The Southern Sharks don’t need to explain themselves.
They’ve already done the hardest part. Twice.
Back-to-back titles turned them from contenders into the benchmark, the team everyone measured themselves against. For two seasons, their blueprint worked better than anyone else’s. Calm starts. Smart rotations. Sunday composure. When the weekend tightened, the Sharks didn’t.
That history still matters. It’s why they remain dangerous.
But the competition has changed.
The gap that once existed between the Sharks and the field has narrowed, and 2025 was the first real sign of it. Injuries disrupted their rhythm on the Gold Coast. Momentum never quite settled. By Sunday, they were chasing instead of controlling, and for the first time, the tournament moved on without them.
That doesn’t mean the blueprint failed. It means it was tested.

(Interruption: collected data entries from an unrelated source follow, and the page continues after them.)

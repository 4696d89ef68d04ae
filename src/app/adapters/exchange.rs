//! EUR→UAH exchange-rate provider
//!
//! The effective selling rate is the official National Bank of Ukraine rate
//! plus a configured add-on, floored at a configured minimum. The provider is
//! infallible by contract: any transport, timeout or parse failure degrades
//! to the configured fallback rate, so a flaky rate endpoint can never block
//! a price run.

use crate::config::RateParams;
use crate::constants;
use async_trait::async_trait;
use serde::Deserialize;
use std::time::Duration;
use tracing::{info, warn};

/// Supplies the EUR→UAH rate used for currency-converting profiles.
#[async_trait]
pub trait RateProvider: Send + Sync {
    /// Effective rate after the add-on and floor; falls back on failure.
    async fn eur_to_uah(&self, params: &RateParams) -> f64;
}

/// One entry of the NBU exchange JSON response.
#[derive(Debug, Deserialize)]
struct NbuRate {
    rate: f64,
}

/// Rate provider backed by the NBU public statistics endpoint.
pub struct NbuRateClient {
    client: reqwest::Client,
    url: String,
}

impl NbuRateClient {
    pub fn new() -> Self {
        Self::with_url(constants::NBU_EUR_RATE_URL)
    }

    pub fn with_url(url: impl Into<String>) -> Self {
        let client = reqwest::Client::builder()
            .timeout(Duration::from_secs(constants::RATE_TIMEOUT_SECS))
            .build()
            .unwrap_or_default();
        Self {
            client,
            url: url.into(),
        }
    }

    async fn official_rate(&self) -> Option<f64> {
        let response = self.client.get(&self.url).send().await.ok()?;
        let rates: Vec<NbuRate> = response.json().await.ok()?;
        rates.first().map(|r| r.rate)
    }
}

impl Default for NbuRateClient {
    fn default() -> Self {
        Self::new()
    }
}

#[async_trait]
impl RateProvider for NbuRateClient {
    async fn eur_to_uah(&self, params: &RateParams) -> f64 {
        match self.official_rate().await {
            Some(official) => {
                let effective = (official + params.add_uah).max(params.min_rate);
                info!(official, effective, "NBU EUR rate fetched");
                effective
            }
            None => {
                warn!(
                    fallback = params.fallback,
                    "NBU rate unavailable, using fallback"
                );
                params.fallback
            }
        }
    }
}

/// Fixed-rate provider for tests and offline runs.
pub struct FixedRate(pub f64);

#[async_trait]
impl RateProvider for FixedRate {
    async fn eur_to_uah(&self, _params: &RateParams) -> f64 {
        self.0
    }
}

#[cfg(test)]
mod tests {
    use super::*;

    #[tokio::test]
    async fn unreachable_endpoint_falls_back() {
        let client = NbuRateClient::with_url("http://127.0.0.1:1/rate");
        let params = RateParams {
            add_uah: 1.0,
            min_rate: 49.0,
            fallback: 50.0,
        };
        assert_eq!(client.eur_to_uah(&params).await, 50.0);
    }

    #[tokio::test]
    async fn fixed_rate_ignores_params() {
        let params = RateParams::default();
        assert_eq!(FixedRate(48.6).eur_to_uah(&params).await, 48.6);
    }
}
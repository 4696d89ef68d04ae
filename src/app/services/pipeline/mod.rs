//! Run orchestration: one supplier feed in, one artifact per profile out
//!
//! A run materializes the feed files once, builds the base table once, then
//! fans out over the configured pricing profiles. Files created during
//! materialization live behind a [`TempFiles`] guard and are removed when
//! the run ends on any path.

#[cfg(test)]
pub mod tests;

use crate::app::adapters::exchange::RateProvider;
use crate::app::adapters::fetch::{Fetcher, TempFiles};
use crate::app::models::PublishedArtifact;
use crate::app::services::output_builder::build_output_table;
use crate::app::services::pricing::apply_pricing;
use crate::app::services::publisher::Publisher;
use crate::app::services::record_processor::{BaseTableBuilder, BrandLookup, FeedFiles};
use crate::config::{Currency, ProfilesConfig, SuppliersConfig};
use crate::{Error, Result};
use std::collections::HashMap;
use std::path::PathBuf;
use std::sync::Arc;
use tracing::{debug, info};

/// Feed input of one run, as named on the command line.
#[derive(Debug, Clone)]
pub enum FeedInput {
    /// One combined price+stock resource
    Single(String),
    /// Named resources: `prices` (required), `stock` and `brands` (optional)
    Named(HashMap<String, String>),
}

const NAMED_KEYS: [&str; 3] = ["prices", "stock", "brands"];

/// Materialized local files of one run; lifetimes are bound to the run's
/// temp guard.
struct RunFiles {
    prices: PathBuf,
    stock: Option<PathBuf>,
    brands: Option<PathBuf>,
}

/// Orchestrates a full supplier run across all pricing profiles.
pub struct Pipeline {
    suppliers: SuppliersConfig,
    profiles: ProfilesConfig,
    fetcher: Arc<dyn Fetcher>,
    rates: Arc<dyn RateProvider>,
    publisher: Publisher,
}

impl Pipeline {
    pub fn new(
        suppliers: SuppliersConfig,
        profiles: ProfilesConfig,
        fetcher: Arc<dyn Fetcher>,
        rates: Arc<dyn RateProvider>,
        publisher: Publisher,
    ) -> Self {
        Self {
            suppliers,
            profiles,
            fetcher,
            rates,
            publisher,
        }
    }

    /// Run the full pipeline for one supplier.
    ///
    /// `supplier_id_override` takes precedence over the layout's configured
    /// id; `profile_filter` restricts the run to profiles whose name
    /// contains the filter, case-insensitive.
    pub async fn process(
        &self,
        supplier: &str,
        input: &FeedInput,
        supplier_id_override: Option<i64>,
        profile_filter: Option<&str>,
    ) -> Result<Vec<PublishedArtifact>> {
        let layout = self.suppliers.layout(supplier)?;
        let supplier_id = supplier_id_override.or(layout.supplier_id);

        let mut temps = TempFiles::new();
        let files = self.materialize(input, &mut temps).await?;

        let brands = match &files.brands {
            Some(path) => Some(BrandLookup::from_csv(path, layout.encoding)?),
            None => None,
        };
        let feed = match &files.stock {
            Some(stock) => FeedFiles::Split {
                prices: &files.prices,
                stock,
            },
            None => FeedFiles::Single(&files.prices),
        };
        let base = BaseTableBuilder::new(supplier, supplier_id, layout)
            .build(feed, brands.as_ref())?;

        let mut artifacts = Vec::new();
        for profile in &self.profiles.profiles {
            if let Some(filter) = profile_filter {
                if !profile
                    .name
                    .to_lowercase()
                    .contains(&filter.to_lowercase())
                {
                    debug!(profile = profile.name, filter, "profile skipped by filter");
                    continue;
                }
            }

            let rate = match profile.currency_out {
                Currency::Eur => 1.0,
                Currency::Uah => {
                    let params = profile.rate_params.unwrap_or_default();
                    self.rates.eur_to_uah(&params).await
                }
            };

            let priced = apply_pricing(
                base.records_owned(),
                profile.factor,
                profile.currency_out,
                rate,
                &self.profiles.rounding,
            );
            let digits = self.profiles.rounding.digits_for(profile.currency_out);
            let table = build_output_table(&priced, supplier_id, &profile.columns, digits);

            let artifact = self
                .publisher
                .publish_profile(profile, supplier, supplier_id, &priced, &table)
                .await?;
            artifacts.push(artifact);
        }

        info!(
            supplier,
            records = base.len(),
            artifacts = artifacts.len(),
            "run complete"
        );
        Ok(artifacts)
    }

    async fn materialize(&self, input: &FeedInput, temps: &mut TempFiles) -> Result<RunFiles> {
        match input {
            FeedInput::Single(resource) => Ok(RunFiles {
                prices: self.fetcher.materialize(resource, temps).await?,
                stock: None,
                brands: None,
            }),
            FeedInput::Named(map) => {
                for key in map.keys() {
                    if !NAMED_KEYS.contains(&key.as_str()) {
                        return Err(Error::configuration(format!(
                            "unknown feed input '{key}', expected one of {NAMED_KEYS:?}"
                        )));
                    }
                }
                let prices = map.get("prices").ok_or_else(|| {
                    Error::configuration("named feed input requires a 'prices' file")
                })?;
                let prices = self.fetcher.materialize(prices, temps).await?;
                let stock = match map.get("stock") {
                    Some(resource) => Some(self.fetcher.materialize(resource, temps).await?),
                    None => None,
                };
                let brands = match map.get("brands") {
                    Some(resource) => Some(self.fetcher.materialize(resource, temps).await?),
                    None => None,
                };
                Ok(RunFiles {
                    prices,
                    stock,
                    brands,
                })
            }
        }
    }
}
//! Pricefeed Processor Library
//!
//! A Rust library for ingesting heterogeneous supplier price/stock feeds
//! (fixed-width, space-delimited or CSV, in varying encodings) and publishing
//! priced product catalogs.
//!
//! This library provides tools for:
//! - Parsing raw supplier feeds with per-supplier layout descriptions
//! - Normalizing rows into one canonical product record shape
//! - Aggregating warehouse duplicates and merging split price/stock feeds
//! - Computing per-profile markup and currency-converted prices
//! - Publishing results to a relational catalog and versioned object storage
//!   with bounded retention

pub mod config;
pub mod constants;

// Core application modules
pub mod app {
    pub mod models;
    pub mod services {
        pub mod feed_parser;
        pub mod output_builder;
        pub mod pipeline;
        pub mod pricing;
        pub mod publisher;
        pub mod record_processor;
    }
    pub mod adapters {
        pub mod exchange;
        pub mod fetch;
    }
}

// CLI modules
pub mod cli {
    pub mod args;
    pub mod commands;
}

// Re-export commonly used types
pub use app::models::{BaseTable, NormalizedRecord, PublishedArtifact};
pub use app::services::pipeline::Pipeline;
pub use config::{PricingProfile, SupplierLayout};

/// Result type alias for the pricefeed processor
pub type Result<T> = std::result::Result<T, Error>;

/// Error types for feed processing operations.
///
/// Per-field parse failures are deliberately *not* represented here: the
/// normalizer degrades malformed numerics to `0`/`NaN` instead of failing the
/// run, so only transport, configuration, storage and export failures surface
/// as errors.
#[derive(thiserror::Error, Debug)]
pub enum Error {
    /// I/O operation failed
    #[error("I/O error: {message}")]
    Io {
        message: String,
        #[source]
        source: std::io::Error,
    },

    /// Feed fetch/materialization failed (transport unreachable, unsupported
    /// input type, decompression failure)
    #[error("fetch error for '{resource}': {message}")]
    Fetch { resource: String, message: String },

    /// Configuration error (missing supplier layout, malformed profile table)
    #[error("configuration error: {message}")]
    Configuration { message: String },

    /// Catalog store operation failed
    #[error("catalog error: {message}")]
    Catalog {
        message: String,
        #[source]
        source: Option<rusqlite::Error>,
    },

    /// Object storage upload/list/delete failed
    #[error("storage error for key '{key}': {message}")]
    Storage { key: String, message: String },

    /// Artifact serialization (CSV/XLSX) failed
    #[error("export error: {message}")]
    Export { message: String },
}

impl Error {
    /// Create an I/O error with context
    pub fn io(message: impl Into<String>, source: std::io::Error) -> Self {
        Self::Io {
            message: message.into(),
            source,
        }
    }

    /// Create a fetch error for a named remote resource
    pub fn fetch(resource: impl Into<String>, message: impl Into<String>) -> Self {
        Self::Fetch {
            resource: resource.into(),
            message: message.into(),
        }
    }

    /// Create a configuration error
    pub fn configuration(message: impl Into<String>) -> Self {
        Self::Configuration {
            message: message.into(),
        }
    }

    /// Create a catalog error without an underlying driver error
    pub fn catalog(message: impl Into<String>) -> Self {
        Self::Catalog {
            message: message.into(),
            source: None,
        }
    }

    /// Create an object storage error
    pub fn storage(key: impl Into<String>, message: impl Into<String>) -> Self {
        Self::Storage {
            key: key.into(),
            message: message.into(),
        }
    }

    /// Create an export error
    pub fn export(message: impl Into<String>) -> Self {
        Self::Export {
            message: message.into(),
        }
    }
}

// Automatic conversions from common error types
impl From<std::io::Error> for Error {
    fn from(error: std::io::Error) -> Self {
        Self::Io {
            message: "I/O operation failed".to_string(),
            source: error,
        }
    }
}

impl From<rusqlite::Error> for Error {
    fn from(error: rusqlite::Error) -> Self {
        Self::Catalog {
            message: "catalog operation failed".to_string(),
            source: Some(error),
        }
    }
}

impl From<csv::Error> for Error {
    fn from(error: csv::Error) -> Self {
        Self::Export {
            message: format!("CSV serialization failed: {error}"),
        }
    }
}

impl From<rust_xlsxwriter::XlsxError> for Error {
    fn from(error: rust_xlsxwriter::XlsxError) -> Self {
        Self::Export {
            message: format!("XLSX serialization failed: {error}"),
        }
    }
}

impl From<toml::de::Error> for Error {
    fn from(error: toml::de::Error) -> Self {
        Self::Configuration {
            message: format!("TOML parse failed: {error}"),
        }
    }
}
//! Core feed parsing: decoding, row splitting and stock-row filtering.

use super::line_normalizer::normalize_spaces_line;
use crate::app::models::RawRow;
use crate::config::{NormalizeMode, SupplierLayout};
use crate::constants;
use crate::{Error, Result};
use std::path::Path;
use tracing::{debug, info};

/// Layout-driven parser producing ordered [`RawRow`] sequences from raw
/// feed files.
///
/// One parser instance serves one supplier layout. For split price/stock
/// feeds the price side is parsed with stock filtering disabled via
/// [`FeedParser::without_stock_filter`].
#[derive(Debug, Clone)]
pub struct FeedParser<'a> {
    layout: &'a SupplierLayout,
    stock_filtering: bool,
}

impl<'a> FeedParser<'a> {
    /// Create a parser for a supplier layout. Stock filtering is active
    /// whenever the layout configures a stock column index.
    pub fn new(layout: &'a SupplierLayout) -> Self {
        Self {
            layout,
            stock_filtering: true,
        }
    }

    /// Disable stock-row filtering, e.g. for the price file of a split feed
    /// that shares its layout with the stock file.
    pub fn without_stock_filter(mut self) -> Self {
        self.stock_filtering = false;
        self
    }

    /// Parse a raw feed file into rows, decoding with the layout encoding.
    ///
    /// Undecodable byte sequences are replaced rather than fatal; the feeds
    /// routinely contain stray bytes outside their nominal code page.
    pub fn parse_file(&self, path: &Path) -> Result<Vec<RawRow>> {
        let bytes = std::fs::read(path)
            .map_err(|e| Error::io(format!("cannot read feed file {}", path.display()), e))?;
        let (text, _, had_errors) = self.layout.encoding.encoding().decode(&bytes);
        if had_errors {
            debug!(
                file = %path.display(),
                "feed contained undecodable bytes, replaced"
            );
        }

        let rows = self.parse_text(&text);
        info!(
            file = %path.display(),
            rows = rows.len(),
            "parsed raw feed"
        );
        Ok(rows)
    }

    /// Parse already-decoded feed text into rows.
    pub fn parse_text(&self, text: &str) -> Vec<RawRow> {
        let substitute = self
            .layout
            .threshold_substitute
            .unwrap_or(constants::DEFAULT_THRESHOLD_SUBSTITUTE);

        let mut rows = Vec::new();
        let mut skipped = 0usize;

        for (line_no, raw) in text.lines().enumerate() {
            if line_no < self.layout.skip_rows {
                continue;
            }
            let raw = raw.trim();
            if raw.is_empty() {
                continue;
            }

            let parts: RawRow = match self.layout.normalize_mode {
                NormalizeMode::Csv => raw.split(';').map(str::to_string).collect(),
                NormalizeMode::Spaces => normalize_spaces_line(raw, substitute)
                    .split(';')
                    .map(str::to_string)
                    .collect(),
            };
            if parts.is_empty() {
                continue;
            }

            match self.filter_stock_row(parts) {
                Some(row) => rows.push(row),
                None => skipped += 1,
            }
        }

        if skipped > 0 {
            debug!(skipped, "dropped rows during stock filtering");
        }
        rows
    }

    /// Apply stock-row filtering: drop header-sentinel rows and rows whose
    /// stock field is non-numeric or non-positive. Returns the (possibly
    /// threshold-substituted) row when it passes.
    ///
    /// With filtering disabled or no stock index configured, every row
    /// passes unchanged.
    fn filter_stock_row(&self, mut parts: RawRow) -> Option<RawRow> {
        let index = match self.layout.stock_index {
            Some(index) if self.stock_filtering => index,
            _ => return Some(parts),
        };

        if index >= parts.len() {
            return None;
        }

        let mut value = parts[index].trim().to_string();

        // Header rows repeat the sentinel token in the stock column
        if value.to_lowercase() == self.layout.stock_header_token.to_lowercase() {
            return None;
        }

        // "> N" survives into csv-mode rows untouched by the line
        // normalizer; substitute it here when the layout asks for it
        if let Some(substitute) = self.layout.threshold_substitute {
            if value.contains('>') {
                value = substitute.to_string();
                parts[index] = value.clone();
            }
        }

        match value.parse::<f64>() {
            Ok(stock) if stock > 0.0 => Some(parts),
            _ => None,
        }
    }
}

There are signs it’s evolving. Jimmy Grehan’s involvement with the Southern Steelers in the Sydney Qualifier mattered. That side pushed to the semifinals, showing the same principles that built the Sharks. Structure. Toughness. Trust in systems. More importantly, it showed Grehan now has a feeder pipeline that can add depth and flexibility when needed.
That could be the difference.
The question hanging over the Sharks isn’t whether they know how to win this tournament. It’s whether they can adapt to one that no longer waits for them to settle in. Younger teams run longer. Margins disappear faster. Recovery matters more than reputation.
Can the Sharks get back to Sunday contention without relying on what used to work?
Can they evolve without losing what made them champions?
Those answers won’t take long.
The Premier League never does.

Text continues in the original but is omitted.